Having problems getting lead on target but you can't figure out why? It might not be you that's to blame. Click through the gallery to get a lesson from David E. Petzal on how to diagnose your rifle, and cure your misses, just by looking at the target. Group Therapy: If you can't even get a group it means: A) you can't shoot worth a damn; B) your scope reticle is broken and flopping around loose; C) your scope is slipping in its rings; D) your rifle's bedding screws have worked loose.
Wrong Prescription: Your rifle places two shots together and the third off in outer space. This means that whatever ammo (brand, grain, bullet design) you’re shooting is almost right for the gun, but not quite. Find something else to shoot.
Up The Dosage: This one is for handloaders only. Everything else is fine–except you’re shooting consistently vertical groups. This means you need just a little more powder. Assuming you notice no signs of excess pressure, add ½ grain at a time until they all shoot into one hole.

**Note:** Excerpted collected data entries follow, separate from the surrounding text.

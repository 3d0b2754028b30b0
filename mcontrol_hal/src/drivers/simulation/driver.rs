//! Simulation driver implementation.
//!
//! `SimulatedAxis` owns the physics model and hands out `SimSensor`,
//! `SimMotor` and `SimClock`, which implement the `mcontrol_common::hal`
//! traits against that shared model.

use std::sync::Arc;
use std::time::Duration;

use mcontrol_common::angle::{AngleConfig, CookedAngle, RawAngle, mod360};
use mcontrol_common::consts::DUTY_MAX;
use mcontrol_common::hal::{Clock, HalError, Motor, Sensor};
use parking_lot::Mutex;
use tracing::{debug, info};

use super::config::SimAxisConfig;
use super::physics::{AxisPhysics, MotorCommand};

/// Simulated declination axis.
///
/// Positions exposed by this type are cooked angles; the sensor handle
/// converts them back to raw readings with the axis angle configuration,
/// so the controller sees the same readings a real encoder would produce.
#[derive(Clone)]
pub struct SimulatedAxis {
    physics: Arc<Mutex<AxisPhysics>>,
    angles: Arc<AngleConfig>,
}

impl SimulatedAxis {
    /// Create a simulated axis.
    pub fn new(config: SimAxisConfig, angles: Arc<AngleConfig>) -> Self {
        info!(
            "Simulated axis at {:.3}° cooked, {:.1}°/s at full duty",
            config.start_position, config.speed_at_full_duty
        );
        Self {
            physics: Arc::new(Mutex::new(AxisPhysics::new(config))),
            angles,
        }
    }

    /// Sensor handle.
    pub fn sensor(&self) -> SimSensor {
        SimSensor {
            physics: Arc::clone(&self.physics),
            angles: Arc::clone(&self.angles),
        }
    }

    /// Motor handle.
    pub fn motor(&self) -> SimMotor {
        SimMotor {
            physics: Arc::clone(&self.physics),
        }
    }

    /// Clock handle. Sleeping on it advances the simulation.
    pub fn clock(&self) -> SimClock {
        SimClock {
            physics: Arc::clone(&self.physics),
        }
    }

    /// Current cooked position, normalized to `[0, 360)`.
    pub fn position(&self) -> CookedAngle {
        CookedAngle::new(mod360(self.physics.lock().position))
    }

    /// Move the axis instantly.
    pub fn set_position(&self, position: CookedAngle) {
        self.physics.lock().position = position.val();
    }

    /// Motor commands received so far, up to `command_log_capacity` most recent.
    pub fn commands(&self) -> Vec<MotorCommand> {
        self.physics.lock().commands.iter().copied().collect()
    }

    /// Forget recorded motor commands.
    pub fn clear_commands(&self) {
        self.physics.lock().commands.clear();
    }

    /// Number of direction reversals seen by the motor.
    pub fn reversals(&self) -> u32 {
        self.physics.lock().reversals()
    }

    /// Make sensor reads fail (`true`) or succeed again (`false`).
    pub fn set_sensor_fault(&self, fault: bool) {
        debug!("Simulated sensor fault: {fault}");
        self.physics.lock().sensor_fault = fault;
    }

    /// Simulation time.
    pub fn elapsed(&self) -> Duration {
        self.physics.lock().time
    }
}

/// Simulated absolute angle sensor.
pub struct SimSensor {
    physics: Arc<Mutex<AxisPhysics>>,
    angles: Arc<AngleConfig>,
}

impl Sensor for SimSensor {
    fn read(&mut self) -> Result<RawAngle, HalError> {
        let physics = self.physics.lock();
        if physics.sensor_fault {
            return Err(HalError::CommunicationError(
                "simulated sensor fault".to_string(),
            ));
        }
        Ok(self
            .angles
            .uncook(CookedAngle::new(mod360(physics.position))))
    }
}

/// Simulated drive motor.
pub struct SimMotor {
    physics: Arc<Mutex<AxisPhysics>>,
}

impl Motor for SimMotor {
    fn set_duty(&mut self, duty: f64) -> Result<(), HalError> {
        if !duty.is_finite() || duty.abs() > DUTY_MAX {
            return Err(HalError::InvalidDuty(duty));
        }
        self.physics.lock().apply_duty(duty);
        Ok(())
    }

    fn stop(&mut self) -> Result<(), HalError> {
        self.physics.lock().stop();
        Ok(())
    }
}

/// Simulation clock.
///
/// `now()` reports simulation time; `sleep()` integrates the physics model
/// instead of blocking.
#[derive(Clone)]
pub struct SimClock {
    physics: Arc<Mutex<AxisPhysics>>,
}

impl Clock for SimClock {
    fn now(&self) -> Duration {
        self.physics.lock().time
    }

    fn sleep(&self, duration: Duration) {
        self.physics.lock().advance(duration);
    }
}
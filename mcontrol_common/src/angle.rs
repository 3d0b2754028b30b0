//! Raw, cooked and user angles.
//!
//! - **Raw** angles come straight from the sensor, in `[0, 360)`. Sensor
//!   nonlinearity makes arithmetic between them meaningless, so a
//!   [`RawAngle`] only supports wrapping offset addition.
//! - **Cooked** angles are linearized, origin-shifted and possibly inverted
//!   raw angles, still in `[0, 360)`. The origin sits in a region the
//!   hardware never reaches, so cooked values do not wrap through the
//!   `0/360` seam while the axis moves. The controller does all of its math
//!   in cooked angles.
//! - **User** angles are cooked angles shifted by a configurable origin,
//!   in `[-origin, 360 - origin)`. They exist for operator input and output
//!   only.
//!
//! [`CookedAngle`] and [`UserAngle`] are both [`Angle<K>`] with a different
//! kind tag. All comparison and offset arithmetic is written once on
//! `Angle<K>`, and an expression mixing two kinds does not compile.
//!
//! Conversions need the per-axis [`AngleConfig`], which is built once at
//! startup and shared read-only afterwards.

mod config;
mod linearization;
mod types;

pub use config::{AngleConfig, AngleConfigError};
pub use linearization::Linearization;
pub use types::{Angle, AngleKind, Cooked, CookedAngle, RawAngle, User, UserAngle};

/// Angle value in degrees.
pub type Degrees = f64;

/// Map any finite angle into `[0, 360)`.
///
/// Handles negative inputs and exact multiples of 360. Tiny negative inputs
/// whose remainder rounds up to 360 map to 0.
#[inline]
pub fn mod360(value: Degrees) -> Degrees {
    let r = value.rem_euclid(360.0);
    if r >= 360.0 { 0.0 } else { r }
}

/// Whether `angle` lies on the arc traveled from `start` forward
/// (increasing, wrapping through `0/360`) to `end`, both ends included.
#[inline]
pub fn on_arc(angle: Degrees, start: Degrees, end: Degrees) -> bool {
    mod360(angle - start) <= mod360(end - start)
}
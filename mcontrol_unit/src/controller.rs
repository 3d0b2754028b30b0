//! Declination axis controller.
//!
//! `Controller` owns the sensor and motor of one axis and runs blocking
//! slews on the calling thread:
//!
//! ```text
//!   slew(target)
//!      │  reject: already slewing / unsafe target / unsafe start / unsafe path
//!      ▼
//!   ┌─▶ cancelled? ─────────────────────────────▶ stop, Cancelled
//!   │   sample → unsafe? ──────────────────────▶ stop, UnsafePosition
//!   │   |delta| <= tolerance? ─────────────────▶ stop, Arrived
//!   │   reversed too often? ───────────────────▶ stop, Hunting
//!   │   duty = taper(delta) → motor
//!   │   monitor: Stalled → destall pulse (bounded) ─▶ stop, Stalled
//!   │            WrongDirection ──────────────────▶ stop, WrongDirection
//!   └── sleep(loop_delay)
//! ```
//!
//! The motor is only commanded once the slew passes every pre-check, and
//! every exit after that leaves it stopped.

use std::sync::Arc;
use std::sync::atomic::{AtomicBool, Ordering};

use mcontrol_common::angle::{AngleConfig, CookedAngle, RawAngle, UserAngle, mod360};
use mcontrol_common::config::ConfigError;
use mcontrol_common::controller::{ControllerConfig, MotorStatus};
use mcontrol_common::hal::{Clock, HalError, Motor, MonotonicClock, Sensor};
use parking_lot::Mutex;
use static_assertions::assert_impl_all;
use tracing::{debug, error, info, trace, warn};

use crate::control::duty::slew_duty;
use crate::error::SlewError;
use crate::state::motor::MotorMonitor;

// ─── Cancellation ───────────────────────────────────────────────────

/// Cooperative cancellation flag for a running slew.
///
/// Clones share the flag. The slew loop polls it once per iteration.
#[derive(Debug, Clone, Default)]
pub struct CancelToken(Arc<AtomicBool>);

impl CancelToken {
    pub fn new() -> Self {
        Self::default()
    }

    /// Request cancellation.
    pub fn cancel(&self) {
        self.0.store(true, Ordering::SeqCst);
    }

    pub fn is_cancelled(&self) -> bool {
        self.0.load(Ordering::SeqCst)
    }

    /// Re-arm the token for another slew.
    pub fn reset(&self) {
        self.0.store(false, Ordering::SeqCst);
    }
}

// ─── Outcome ────────────────────────────────────────────────────────

/// How a slew ended without fault.
#[derive(Debug, Clone, Copy, PartialEq)]
pub enum SlewOutcome {
    /// Within tolerance of the target.
    Arrived { position: CookedAngle },
    /// Stopped on request before arrival.
    Cancelled { position: CookedAngle },
}

impl SlewOutcome {
    /// Axis position when the slew ended.
    pub fn position(&self) -> CookedAngle {
        match self {
            Self::Arrived { position } | Self::Cancelled { position } => *position,
        }
    }

    pub fn is_arrived(&self) -> bool {
        matches!(self, Self::Arrived { .. })
    }
}

/// Holds the controller's slewing flag for the duration of one slew.
struct SlewGuard<'a>(&'a AtomicBool);

impl<'a> SlewGuard<'a> {
    fn acquire(flag: &'a AtomicBool) -> Result<Self, SlewError> {
        flag.compare_exchange(false, true, Ordering::AcqRel, Ordering::Acquire)
            .map(|_| Self(flag))
            .map_err(|_| SlewError::AlreadySlewing)
    }
}

impl Drop for SlewGuard<'_> {
    fn drop(&mut self) {
        self.0.store(false, Ordering::Release);
    }
}

// ─── Controller ─────────────────────────────────────────────────────

/// Single-axis slew controller.
pub struct Controller<S, M, C = MonotonicClock> {
    config: ControllerConfig,
    angles: Arc<AngleConfig>,
    sensor: Mutex<S>,
    motor: Mutex<M>,
    clock: C,
    slewing: AtomicBool,
}

assert_impl_all!(Controller<Box<dyn Sensor>, Box<dyn Motor>, MonotonicClock>: Send, Sync);

impl<S: Sensor, M: Motor, C: Clock> Controller<S, M, C> {
    /// Create a controller. Fails if `config` is out of bounds.
    pub fn new(
        config: ControllerConfig,
        angles: Arc<AngleConfig>,
        sensor: S,
        motor: M,
        clock: C,
    ) -> Result<Self, ConfigError> {
        config.validate().map_err(ConfigError::ValidationError)?;
        Ok(Self {
            config,
            angles,
            sensor: Mutex::new(sensor),
            motor: Mutex::new(motor),
            clock,
            slewing: AtomicBool::new(false),
        })
    }

    #[inline]
    pub fn config(&self) -> &ControllerConfig {
        &self.config
    }

    #[inline]
    pub fn angles(&self) -> &AngleConfig {
        &self.angles
    }

    /// Whether a slew is running.
    pub fn is_slewing(&self) -> bool {
        self.slewing.load(Ordering::Acquire)
    }

    // ─── Position ───────────────────────────────────────────────────

    /// Current sensor reading.
    pub fn raw_angle(&self) -> Result<RawAngle, HalError> {
        let raw = self.sensor.lock().read()?;
        if !raw.val().is_finite() {
            return Err(HalError::InvalidReading(raw.val()));
        }
        trace!("Sensor: {raw}");
        Ok(raw)
    }

    /// Current position in the controller frame.
    pub fn cooked_angle(&self) -> Result<CookedAngle, HalError> {
        Ok(self.angles.cook(self.raw_angle()?))
    }

    /// Current position on the operator scale.
    pub fn user_angle(&self) -> Result<UserAngle, HalError> {
        Ok(self.angles.to_user(self.cooked_angle()?))
    }

    // ─── Motion ─────────────────────────────────────────────────────

    /// Slew to `target` and block until arrival, cancellation or fault.
    pub fn slew(&self, target: CookedAngle, cancel: &CancelToken) -> Result<SlewOutcome, SlewError> {
        let _guard = SlewGuard::acquire(&self.slewing)?;

        let target = CookedAngle::new(mod360(target.val()));
        if !self.angles.is_safe(target) {
            warn!("Slew rejected: target {target} inside forbidden arc");
            return Err(SlewError::UnsafeTarget { target });
        }
        let start = self.cooked_angle()?;
        if !self.angles.is_safe(start) {
            warn!("Slew rejected: axis at {start} inside forbidden arc");
            return Err(SlewError::UnsafeStart { position: start });
        }
        if !self.angles.path_is_safe(start, target) {
            warn!("Slew rejected: path {start} -> {target} crosses forbidden arc");
            return Err(SlewError::UnsafePath {
                from: start,
                to: target,
            });
        }

        info!("Slew {start} -> {target}");
        let mut driven = false;
        let result = self.run(target, cancel, &mut driven);
        if result.is_err() && driven {
            self.halt();
        }
        result
    }

    /// Slew to an operator-scale angle.
    pub fn slew_user(&self, target: UserAngle, cancel: &CancelToken) -> Result<SlewOutcome, SlewError> {
        self.slew(self.angles.from_user(target), cancel)
    }

    /// Slew to the configured park position.
    pub fn park(&self, cancel: &CancelToken) -> Result<SlewOutcome, SlewError> {
        info!("Parking at {}", self.config.park_position);
        self.slew(self.config.park_position, cancel)
    }

    fn run(
        &self,
        target: CookedAngle,
        cancel: &CancelToken,
        driven: &mut bool,
    ) -> Result<SlewOutcome, SlewError> {
        let cfg = &self.config;
        let mut monitor = MotorMonitor::new(cfg.stall_check_period, cfg.stall_threshold);
        let mut direction = 0.0;
        let mut destalls = 0u32;
        let mut reversals = 0u32;

        loop {
            if cancel.is_cancelled() {
                if *driven {
                    self.motor.lock().stop()?;
                }
                let position = self.cooked_angle()?;
                info!("Slew cancelled at {position}");
                return Ok(SlewOutcome::Cancelled { position });
            }

            let current = self.cooked_angle()?;
            if !self.angles.is_safe(current) {
                error!("Axis entered forbidden arc at {current}");
                return Err(SlewError::UnsafePosition { position: current });
            }

            let delta = target - current;
            if delta.abs() <= cfg.tolerance {
                if *driven {
                    self.motor.lock().stop()?;
                }
                info!("Arrived at {current} ({delta:+.3}° from target)");
                return Ok(SlewOutcome::Arrived { position: current });
            }

            let wanted = delta.signum();
            if wanted != direction {
                if direction != 0.0 {
                    reversals += 1;
                    if reversals > cfg.max_reversals {
                        error!("Axis hunting around {target}, {reversals} reversals at {current}");
                        return Err(SlewError::Hunting {
                            position: current,
                            reversals,
                        });
                    }
                    debug!("Direction change {reversals} at {current}");
                }
                monitor.begin(current, self.clock.now());
                direction = wanted;
            }

            let duty = slew_duty(delta, cfg);
            trace!("At {current}, delta {delta:+.3}°, duty {duty:+.1}%");
            self.motor.lock().set_duty(duty)?;
            *driven = true;

            match monitor.check(current, self.clock.now(), wanted) {
                MotorStatus::Stalled => {
                    if destalls >= cfg.max_destall_attempts {
                        error!("Motor stalled at {current}, {destalls} destall attempts spent");
                        return Err(SlewError::Stalled {
                            position: current,
                            attempts: destalls,
                        });
                    }
                    destalls += 1;
                    warn!(
                        "Motor stalled at {current}, destall attempt {destalls}/{}",
                        cfg.max_destall_attempts
                    );
                    self.destall(duty)?;
                    monitor.begin(self.cooked_angle()?, self.clock.now());
                    continue;
                }
                MotorStatus::WrongDirection => {
                    let displacement = monitor.last_displacement();
                    error!("Axis moving against commanded direction at {current} ({displacement:+.3}°)");
                    return Err(SlewError::WrongDirection {
                        position: current,
                        displacement,
                    });
                }
                MotorStatus::Ok | MotorStatus::Undetermined => {}
            }

            self.clock.sleep(cfg.loop_delay);
        }
    }

    /// Drive against `duty` at `destall_duty` for `destall_duration`.
    fn destall(&self, duty: f64) -> Result<(), HalError> {
        let reverse = -self.config.destall_duty.copysign(duty);
        debug!(
            "Destall pulse {reverse:+.1}% for {:?}",
            self.config.destall_duration
        );
        self.motor.lock().set_duty(reverse)?;
        self.clock.sleep(self.config.destall_duration);
        Ok(())
    }

    /// Best-effort stop on a failure path.
    fn halt(&self) {
        if let Err(e) = self.motor.lock().stop() {
            error!("Failed to stop motor: {e}");
        }
    }
}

Sensitive To The Touch: You last sighted your rifle over a backpack, and now, when you check it again over sandbags, the groups are way high. Some rifles are extremely sensitive to the hardness of the rest. No matter what you sight in over, shoot your last group with your hand grasping the fore-end; that’s how it will shoot in the field.
There’s Some Swelling: Your rifle, which shot just fine last fall, is shooting way high, or way left, or way right. Check the barrel channel; there’s a good chance the wood stock has swelled and is pressing on the barrel. Even synthetic-stocked rifles can do this if their bedding shifts or if the stock is poorly inletted.
Running A Temperature: The first group is fine, but subsequent groups print higher and higher on the target. This means you’re shooting the barrel too hot. Your groups are rising either because of heat mirage, or because you’ve uncorked stresses in the barrel, or both. Let it cool down until it’s cold.